Karl Martin Ludwig Becker (born October 2, 1823 in Strohausen (Oldenburg) , † June 20, 1896 in Berlin ) was a German statistician and from 1872 director of the Imperial Statistical Office .

Life

Origin and early career

Becker was born as the son of the doctor Johann Christian Becker (August 19, 1794 - September 16, 1838) and Wilhelmine Catharine Becker (July 25, 1798 - April 1, 1872) in the Grand Duchy of Oldenburg . He initially embarked on a military career and served as a graduate of the Oldenburg Military School (1838–1842) from 1842 as a lieutenant and first lieutenant in the 1st Oldenburg Infantry Regiment . With this association Becker took part in the campaigns of the German Confederation in 1848/49 against Denmark as part of the Schleswig-Holstein survey and received a brief command as a captain in the newly established Schleswig-Holstein army in the spring of 1850 .

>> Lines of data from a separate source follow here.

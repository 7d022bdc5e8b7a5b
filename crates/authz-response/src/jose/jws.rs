//! JWS compact serialization.

use std::fmt;

use base64::{Engine, engine::general_purpose::URL_SAFE_NO_PAD};

use super::algorithm::SignatureAlgorithm;
use super::header::JoseHeader;
use crate::ResponseResult;
use crate::crypto::CryptoCapability;
use crate::error::{CryptoOperation, ResponseError};

/// Key reference for a signing operation.
///
/// Asymmetric algorithms use `key_id` (or the provider's default key when it
/// is absent). HMAC algorithms use `shared_secret`.
#[derive(Clone, PartialEq, Eq)]
pub struct SigningKey {
    /// Signature algorithm.
    pub algorithm: SignatureAlgorithm,
    /// Key ID of the private key, also emitted as the header `kid`.
    pub key_id: Option<String>,
    /// Shared secret for HMAC algorithms.
    pub shared_secret: Option<String>,
}

impl SigningKey {
    /// A provider-held asymmetric key.
    #[must_use]
    pub fn asymmetric(algorithm: SignatureAlgorithm, key_id: Option<impl Into<String>>) -> Self {
        Self {
            algorithm,
            key_id: key_id.map(Into::into),
            shared_secret: None,
        }
    }

    /// An HMAC key from a shared secret.
    #[must_use]
    pub fn shared(algorithm: SignatureAlgorithm, shared_secret: impl Into<String>) -> Self {
        Self {
            algorithm,
            key_id: None,
            shared_secret: Some(shared_secret.into()),
        }
    }
}

impl fmt::Debug for SigningKey {
    fn fmt(&self, f: &mut fmt::Formatter<'_>) -> fmt::Result {
        f.debug_struct("SigningKey")
            .field("algorithm", &self.algorithm)
            .field("key_id", &self.key_id)
            .field("shared_secret", &self.shared_secret.as_ref().map(|_| "[REDACTED]"))
            .finish()
    }
}

/// A compact JWS: `header.payload.signature`.
#[derive(Debug, Clone, PartialEq, Eq)]
pub struct Jws {
    header: JoseHeader,
    payload: String,
    compact: String,
}

impl Jws {
    /// Returns the protected header.
    #[must_use]
    pub fn header(&self) -> &JoseHeader {
        &self.header
    }

    /// Returns the JSON payload that was signed.
    #[must_use]
    pub fn payload(&self) -> &str {
        &self.payload
    }

    /// Returns the base64url signature segment.
    #[must_use]
    pub fn signature(&self) -> &str {
        self.compact.rsplit('.').next().unwrap_or_default()
    }

    /// Returns the compact serialization.
    #[must_use]
    pub fn as_str(&self) -> &str {
        &self.compact
    }

    /// Consumes the JWS, returning the compact serialization.
    #[must_use]
    pub fn into_string(self) -> String {
        self.compact
    }
}

impl fmt::Display for Jws {
    fn fmt(&self, f: &mut fmt::Formatter<'_>) -> fmt::Result {
        f.write_str(&self.compact)
    }
}

/// Produces compact JWS values through a crypto provider.
#[derive(Clone, Copy)]
pub struct SigningStage<'a> {
    crypto: Option<&'a dyn CryptoCapability>,
}

impl<'a> SigningStage<'a> {
    /// Creates a signing stage.
    #[must_use]
    pub fn new(crypto: Option<&'a dyn CryptoCapability>) -> Self {
        Self { crypto }
    }

    /// Signs `payload` under `header`.
    ///
    /// The signing input is the base64url header and payload joined by a
    /// period, exactly as they appear in the result.
    ///
    /// # Errors
    /// Returns `CryptoProviderRequired` without a provider, or the provider's
    /// error if signing fails.
    pub fn sign(
        &self,
        header: &JoseHeader,
        payload: &str,
        key: &SigningKey,
    ) -> ResponseResult<Jws> {
        let crypto = self
            .crypto
            .ok_or_else(|| ResponseError::crypto_provider_required(CryptoOperation::Signing))?;

        let signing_input = format!("{}.{}", header.encode()?, URL_SAFE_NO_PAD.encode(payload));
        let signature = crypto
            .sign(
                signing_input.as_bytes(),
                key.key_id.as_deref(),
                key.shared_secret.as_deref(),
                key.algorithm,
            )
            .inspect_err(|e| {
                tracing::error!(error = %e, algorithm = %key.algorithm, "JWS signing failed");
            })?;

        Ok(Jws {
            header: header.clone(),
            payload: payload.to_string(),
            compact: format!("{signing_input}.{signature}"),
        })
    }
}

#[cfg(test)]
mod tests {
    use super::*;
    use crate::crypto::{CryptoError, PublicKey};
    use crate::jose::jwks::Jwks;
    use std::sync::Mutex;

    #[derive(Default)]
    struct RecordingCrypto {
        inputs: Mutex<Vec<Vec<u8>>>,
    }

    impl CryptoCapability for RecordingCrypto {
        fn sign(
            &self,
            signing_input: &[u8],
            _key_id: Option<&str>,
            _shared_secret: Option<&str>,
            _algorithm: SignatureAlgorithm,
        ) -> Result<String, CryptoError> {
            self.inputs.lock().unwrap().push(signing_input.to_vec());
            Ok("12345".to_string())
        }

        fn resolve_public_key(
            &self,
            _key_id: &str,
            _jwks: Option<&Jwks>,
        ) -> Result<Option<PublicKey>, CryptoError> {
            Ok(None)
        }
    }

    fn rs256_header() -> JoseHeader {
        JoseHeader::builder()
            .signature(SignatureAlgorithm::RS256)
            .key_id(Some("k1"))
            .build()
            .unwrap()
    }

    #[test]
    fn test_compact_form_and_signing_input() {
        let crypto = RecordingCrypto::default();
        let stage = SigningStage::new(Some(&crypto));
        let key = SigningKey::asymmetric(SignatureAlgorithm::RS256, Some("k1"));

        let jws = stage.sign(&rs256_header(), r#"{"code":"abc"}"#, &key).unwrap();

        let parts: Vec<&str> = jws.as_str().split('.').collect();
        assert_eq!(parts.len(), 3);
        assert_eq!(parts[2], "12345");
        assert_eq!(jws.signature(), "12345");
        assert_eq!(
            URL_SAFE_NO_PAD.decode(parts[1]).unwrap(),
            br#"{"code":"abc"}"#.to_vec()
        );

        let inputs = crypto.inputs.lock().unwrap();
        assert_eq!(inputs[0], format!("{}.{}", parts[0], parts[1]).into_bytes());
    }

    #[test]
    fn test_missing_provider() {
        let stage = SigningStage::new(None);
        let key = SigningKey::asymmetric(SignatureAlgorithm::RS256, None::<String>);

        let err = stage.sign(&rs256_header(), "{}", &key).unwrap_err();
        assert!(matches!(
            err,
            ResponseError::CryptoProviderRequired {
                operation: CryptoOperation::Signing
            }
        ));
    }

    #[test]
    fn test_signing_key_debug_redacts_secret() {
        let key = SigningKey::shared(SignatureAlgorithm::HS256, "super-secret");
        let debug = format!("{key:?}");
        assert!(!debug.contains("super-secret"));
        assert!(debug.contains("[REDACTED]"));
    }
}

After leaving these services, Becker received from the then Oldenburg Minister of the Interior , Karl von Berg, the suggestion to deal more closely with political science . Berg recognized the importance of official statistics for the Grand Duchy of Oldenburg at an early stage and saw in the mathematically gifted Becker a suitable personality for the management of a new statistical office to be created. Therefore, he assured Becker that after passing the exam he would be employed in the civil service in Oldenburg.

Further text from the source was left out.